• Assigned task: The answer must be the complete listing, reproduced exactly.

• Information supplied:
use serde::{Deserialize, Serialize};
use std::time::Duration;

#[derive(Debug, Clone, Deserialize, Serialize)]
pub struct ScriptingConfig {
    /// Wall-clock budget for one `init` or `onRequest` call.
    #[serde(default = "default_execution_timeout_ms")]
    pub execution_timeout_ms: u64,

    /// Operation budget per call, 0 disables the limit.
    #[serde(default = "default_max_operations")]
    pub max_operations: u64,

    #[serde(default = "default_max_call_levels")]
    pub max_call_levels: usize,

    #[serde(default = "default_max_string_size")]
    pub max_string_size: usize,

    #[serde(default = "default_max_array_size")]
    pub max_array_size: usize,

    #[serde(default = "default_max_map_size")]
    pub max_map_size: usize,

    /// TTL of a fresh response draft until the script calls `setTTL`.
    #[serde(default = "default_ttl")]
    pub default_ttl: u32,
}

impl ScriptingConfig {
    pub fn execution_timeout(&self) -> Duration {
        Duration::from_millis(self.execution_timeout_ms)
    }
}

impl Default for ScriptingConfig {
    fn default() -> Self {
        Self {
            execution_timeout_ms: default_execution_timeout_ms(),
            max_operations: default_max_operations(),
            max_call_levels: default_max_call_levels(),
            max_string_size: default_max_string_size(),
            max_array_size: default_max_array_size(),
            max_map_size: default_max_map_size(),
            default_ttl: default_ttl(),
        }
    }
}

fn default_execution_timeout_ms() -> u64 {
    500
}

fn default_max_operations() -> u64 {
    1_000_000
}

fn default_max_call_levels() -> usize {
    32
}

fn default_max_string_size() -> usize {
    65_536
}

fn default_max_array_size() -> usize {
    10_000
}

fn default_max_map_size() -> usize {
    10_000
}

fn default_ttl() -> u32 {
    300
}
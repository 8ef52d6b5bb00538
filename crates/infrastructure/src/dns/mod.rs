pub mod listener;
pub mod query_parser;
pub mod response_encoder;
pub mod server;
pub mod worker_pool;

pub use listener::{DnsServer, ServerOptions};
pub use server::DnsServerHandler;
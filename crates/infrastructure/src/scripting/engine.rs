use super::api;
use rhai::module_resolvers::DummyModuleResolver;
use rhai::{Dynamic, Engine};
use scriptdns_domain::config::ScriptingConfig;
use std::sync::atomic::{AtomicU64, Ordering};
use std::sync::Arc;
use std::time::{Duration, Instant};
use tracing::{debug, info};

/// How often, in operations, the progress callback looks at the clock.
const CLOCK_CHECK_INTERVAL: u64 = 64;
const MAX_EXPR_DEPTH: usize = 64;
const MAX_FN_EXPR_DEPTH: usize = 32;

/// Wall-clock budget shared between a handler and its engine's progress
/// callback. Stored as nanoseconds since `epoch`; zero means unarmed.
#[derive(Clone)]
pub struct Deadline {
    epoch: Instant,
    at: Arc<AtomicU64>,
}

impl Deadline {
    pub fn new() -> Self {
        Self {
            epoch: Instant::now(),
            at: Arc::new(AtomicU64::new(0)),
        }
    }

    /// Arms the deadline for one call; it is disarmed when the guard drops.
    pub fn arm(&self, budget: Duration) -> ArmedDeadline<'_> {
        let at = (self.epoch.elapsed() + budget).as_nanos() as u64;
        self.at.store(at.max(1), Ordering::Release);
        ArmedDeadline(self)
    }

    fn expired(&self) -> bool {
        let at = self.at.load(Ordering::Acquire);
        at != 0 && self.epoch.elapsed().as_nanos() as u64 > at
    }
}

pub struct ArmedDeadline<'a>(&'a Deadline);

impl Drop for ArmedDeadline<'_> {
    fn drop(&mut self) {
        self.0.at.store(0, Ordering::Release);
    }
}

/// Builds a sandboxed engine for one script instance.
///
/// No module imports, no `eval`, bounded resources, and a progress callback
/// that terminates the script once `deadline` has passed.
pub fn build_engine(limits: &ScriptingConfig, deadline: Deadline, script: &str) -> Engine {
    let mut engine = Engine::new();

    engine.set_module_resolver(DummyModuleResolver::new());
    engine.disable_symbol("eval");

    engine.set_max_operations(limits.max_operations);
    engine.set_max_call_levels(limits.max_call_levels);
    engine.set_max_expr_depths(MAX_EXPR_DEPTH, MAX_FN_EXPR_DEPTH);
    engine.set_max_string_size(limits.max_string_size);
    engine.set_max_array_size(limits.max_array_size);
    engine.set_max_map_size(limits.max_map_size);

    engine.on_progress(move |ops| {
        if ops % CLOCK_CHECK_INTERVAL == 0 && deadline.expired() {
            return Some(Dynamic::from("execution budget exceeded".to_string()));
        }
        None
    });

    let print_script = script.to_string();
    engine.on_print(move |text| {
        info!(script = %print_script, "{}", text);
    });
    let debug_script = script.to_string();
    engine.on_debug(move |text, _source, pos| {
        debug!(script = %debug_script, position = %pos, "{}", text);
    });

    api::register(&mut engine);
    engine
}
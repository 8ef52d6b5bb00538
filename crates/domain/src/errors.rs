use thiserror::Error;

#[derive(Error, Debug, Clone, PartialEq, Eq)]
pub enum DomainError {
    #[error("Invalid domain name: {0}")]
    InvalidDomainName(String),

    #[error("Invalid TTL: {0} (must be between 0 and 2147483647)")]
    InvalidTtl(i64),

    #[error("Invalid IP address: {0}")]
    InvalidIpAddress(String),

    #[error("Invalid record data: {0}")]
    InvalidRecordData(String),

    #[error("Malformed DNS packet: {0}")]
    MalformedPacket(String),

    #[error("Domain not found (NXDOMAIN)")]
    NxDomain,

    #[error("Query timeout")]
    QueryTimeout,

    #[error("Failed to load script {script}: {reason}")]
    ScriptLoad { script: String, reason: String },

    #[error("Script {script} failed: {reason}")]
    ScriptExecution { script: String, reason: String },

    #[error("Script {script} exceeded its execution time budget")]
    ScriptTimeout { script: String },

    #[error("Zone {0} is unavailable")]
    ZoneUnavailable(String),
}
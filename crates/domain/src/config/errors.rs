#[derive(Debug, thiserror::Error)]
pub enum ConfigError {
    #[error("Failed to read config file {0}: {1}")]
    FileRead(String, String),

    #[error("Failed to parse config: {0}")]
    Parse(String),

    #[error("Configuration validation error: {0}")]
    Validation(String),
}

• Task output:
use serde::{Deserialize, Serialize};
use std::time::Duration;

#[derive(Debug, Clone, Deserialize, Serialize)]
pub struct ScriptingConfig {
    /// Wall-clock budget for one `init` or `onRequest` call.
    #[serde(default = "default_execution_timeout_ms")]
    pub execution_timeout_ms: u64,

    /// Operation budget per call, 0 disables the limit.
    #[serde(default = "default_max_operations")]
    pub max_operations: u64,

    #[serde(default = "default_max_call_levels")]
    pub max_call_levels: usize,

    #[serde(default = "default_max_string_size")]
    pub max_string_size: usize,

    #[serde(default = "default_max_array_size")]
    pub max_array_size: usize,

    #[serde(default = "default_max_map_size")]
    pub max_map_size: usize,

    /// TTL of a fresh response draft until the script calls `setTTL`.
    #[serde(default = "default_ttl")]
    pub default_ttl: u32,
}

impl ScriptingConfig {
    pub fn execution_timeout(&self) -> Duration {
        Duration::from_millis(self.execution_timeout_ms)
    }
}

impl Default for ScriptingConfig {
    fn default() -> Self {
        Self {
            execution_timeout_ms: default_execution_timeout_ms(),
            max_operations: default_max_operations(),
            max_call_levels: default_max_call_levels(),
            max_string_size: default_max_string_size(),
            max_array_size: default_max_array_size(),
            max_map_size: default_max_map_size(),
            default_ttl: default_ttl(),
        }
    }
}

fn default_execution_timeout_ms() -> u64 {
    500
}

fn default_max_operations() -> u64 {
    1_000_000
}

fn default_max_call_levels() -> usize {
    32
}

fn default_max_string_size() -> usize {
    65_536
}

fn default_max_array_size() -> usize {
    10_000
}

fn default_max_map_size() -> usize {
    10_000
}

fn default_ttl() -> u32 {
    300
}
repository 8ef52d6b5bb00538
filename crates/infrastructure/src/dns/mod.rs
pub mod listener;
pub mod query_parser;
pub mod response_encoder;
pub mod server;
pub mod worker_pool;

pub use listener::{DnsServer, ServerOptions};
pub use server::DnsServerHandler;
filename crates/infrastructure/src/scripting/engine.rs
use super::api;
use rhai::module_resolvers::DummyModuleResolver;
use rhai::{Dynamic, Engine};
use scriptdns_domain::config::ScriptingConfig;
use std::sync::atomic::{AtomicU64, Ordering};
use std::sync::Arc;
use std::time::{Duration, Instant};
use tracing::{debug, info};

/// How often, in operations, the progress callback looks at the clock.
const CLOCK_CHECK_INTERVAL: u64 = 64;
const MAX_EXPR_DEPTH: usize = 64;
const MAX_FN_EXPR_DEPTH: usize = 32;

/// Wall-clock budget shared between a handler and its engine's progress
/// callback. Stored as nanoseconds since `epoch`; zero means unarmed.
#[derive(Clone)]
pub struct Deadline {
    epoch: Instant,
    at: Arc<AtomicU64>,
}

impl Deadline {
    pub fn new() -> Self {
        Self {
            epoch: Instant::now(),
            at: Arc::new(AtomicU64::new(0)),
        }
    }

    /// Arms the deadline for one call; it is disarmed when the guard drops.
    pub fn arm(&self, budget: Duration) -> ArmedDeadline<'_> {
        let at = (self.epoch.elapsed() + budget).as_nanos() as u64;
        self.at.store(at.max(1), Ordering::Release);
        ArmedDeadline(self)
    }

    fn expired(&self) -> bool {
        let at = self.at.load(Ordering::Acquire);
        at != 0 && self.epoch.elapsed().as_nanos() as u64 > at
    }
}

pub struct ArmedDeadline<'a>(&'a Deadline);

impl Drop for ArmedDeadline<'_> {
    fn drop(&mut self) {
        self.0.at.store(0, Ordering::Release);
    }
}

/// Builds a sandboxed engine for one script instance.
///
/// No module imports, no `eval`, bounded resources, and a progress callback
/// that terminates the script once `deadline` has passed.
pub fn build_engine(limits: &ScriptingConfig, deadline: Deadline, script: &str) -> Engine {
    let mut engine = Engine::new();

    engine.set_module_resolver(DummyModuleResolver::new());
    engine.disable_symbol("eval");

    engine.set_max_operations(limits.max_operations);
    engine.set_max_call_levels(limits.max_call_levels);
    engine.set_max_expr_depths(MAX_EXPR_DEPTH, MAX_FN_EXPR_DEPTH);
    engine.set_max_string_size(limits.max_string_size);
    engine.set_max_array_size(limits.max_array_size);
    engine.set_max_map_size(limits.max_map_size);

    engine.on_progress(move |ops| {
        if ops % CLOCK_CHECK_INTERVAL == 0 && deadline.expired() {
            return Some(Dynamic::from("execution budget exceeded".to_string()));
        }
        None
    });

    let print_script = script.to_string();
    engine.on_print(move |text| {
        info!(script = %print_script, "{}", text);
    });
    let debug_script = script.to_string();
    engine.on_debug(move |text, _source, pos| {
        debug!(script = %debug_script, position = %pos, "{}", text);
    });

    api::register(&mut engine);
    engine
}
repository 8ef52d6b5bb00538
filename crates/domain/src/errors.rs
use thiserror::Error;

#[derive(Error, Debug, Clone, PartialEq, Eq)]
pub enum DomainError {
    #[error("Invalid domain name: {0}")]
    InvalidDomainName(String),

    #[error("Invalid TTL: {0} (must be between 0 and 2147483647)")]
    InvalidTtl(i64),

    #[error("Invalid IP address: {0}")]
    InvalidIpAddress(String),

    #[error("Invalid record data: {0}")]
    InvalidRecordData(String),

    #[error("Malformed DNS packet: {0}")]
    MalformedPacket(String),

    #[error("Domain not found (NXDOMAIN)")]
    NxDomain,

    #[error("Query timeout")]
    QueryTimeout,

    #[error("Failed to load script {script}: {reason}")]
    ScriptLoad { script: String, reason: String },

    #[error("Script {script} failed: {reason}")]
    ScriptExecution { script: String, reason: String },

    #[error("Script {script} exceeded its execution time budget")]
    ScriptTimeout { script: String },

    #[error("Zone {0} is unavailable")]
    ZoneUnavailable(String),
}
filename crates/domain/src/config/errors.rs
#[derive(Debug, thiserror::Error)]
pub enum ConfigError {
    #[error("Failed to read config file {0}: {1}")]
    FileRead(String, String),

    #[error("Failed to parse config: {0}")]
    Parse(String),

    #[error("Configuration validation error: {0}")]
    Validation(String),
}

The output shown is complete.